How I shudder to recall that time when all those celeb stooges were eager to effectively trash their “legacy” in the service of this “good cause” e.g. Neil Diamond restaging “Sweet Caroline” with a negation of the “hands/touching hands” part. And then there was Dolly Parton turning “Jolene” into “Vaccine”. Some bastard even updated the Beatles’ “I Wanna Hold Your Hand” to “I Wanna Wash My Hands”!
 
 
But all of that only served to emphasise how “pop music” had been “co-opted” … or rather this realisation only served as a stepping stone towards the insight that it never needed “co-opting”. It was always part of the theatre. Still, I like to think that somewhere some things “got through” – at least some time. Dylan was definitely on to something here:
 
 

At midnight all the agents and the superhuman crew

Come out and round up everyone that knows more than they do

Then they bring them to the factory where the heart-attack machine

Is strapped across their shoulders and then the kerosene

Is brought down from the castles by insurance men who go

Check to see that nobody is escaping to Desolation Row

 
 
“Heart-attack machine” indeed.

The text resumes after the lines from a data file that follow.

//! Item type catalogue loader.

use std::path::Path;

use item_core::{ItemType, TypeSnapshot};
use serde::{Deserialize, Serialize};

use crate::loaders::{CatalogueFile, LoadResult, read_file};

/// Item type catalogue structure for RON files.
#[derive(Debug, Clone, Default, Serialize, Deserialize)]
pub struct TypeCatalog {
    pub types: Vec<ItemType>,
}

/// Loader for item types from RON files.
pub struct TypeLoader;

impl TypeLoader {
    /// Load the item type catalogue from a RON file.
    ///
    /// # Arguments
    ///
    /// * `path` - Path to the RON file containing TypeCatalog
    ///
    /// # Returns
    ///
    /// Returns a TypeSnapshot keyed by type code.
    pub fn load(path: &Path) -> LoadResult<TypeSnapshot> {
        let content = read_file(path, CatalogueFile::Types)?;
        Self::parse(&content)
    }

    /// Parse an item type catalogue from RON text.
    pub fn parse(content: &str) -> LoadResult<TypeSnapshot> {
        let catalog: TypeCatalog = ron::from_str(content)
            .map_err(|e| anyhow::anyhow!("Failed to parse item type catalog RON: {}", e))?;

        let mut snapshot = TypeSnapshot::default();
        for item_type in catalog.types {
            if !item_type.code.is_valid() {
                anyhow::bail!("Item type '{}' has no code", item_type.name);
            }
            if item_type.width == 0 || item_type.height == 0 {
                anyhow::bail!("Item type '{}' has an empty footprint", item_type.code);
            }
            if snapshot.types.contains_key(&item_type.code) {
                anyhow::bail!("Duplicate item type code '{}'", item_type.code);
            }
            snapshot.insert(item_type);
        }

        // Upgrade chains may point forward, so resolve them once all types are in.
        for item_type in snapshot.types.values() {
            if let Some(next) = item_type.upgrade_to {
                if !snapshot.types.contains_key(&next) {
                    anyhow::bail!(
                        "Item type '{}' upgrades to unknown type '{}'",
                        item_type.code,
                        next
                    );
                }
            }
        }

        Ok(snapshot)
    }
}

Though this device is no longer reserved for the troublesome truth seekers but is now meant for everyone. And that itself only goes to show the error of thinking that no matter how bad it is, it’s OK for you and it’ll continue to be OK for you. You may turn your eyes away from the unfortunate “disappearances” but eventually the midnight agents are going to come for you too. Indeed, they won’t even be operating merely at night but in broad daylight. And of course “for your own good”!
 

Johnny
Johnny
Jan 19, 2025 9:03 AM

Heaven forbid!
Telling the Truth about historical events or in the nightly news?

That’s a no, no.

They woke up to that after the reporting from Vietnam, and the ensuing public outrage and protests.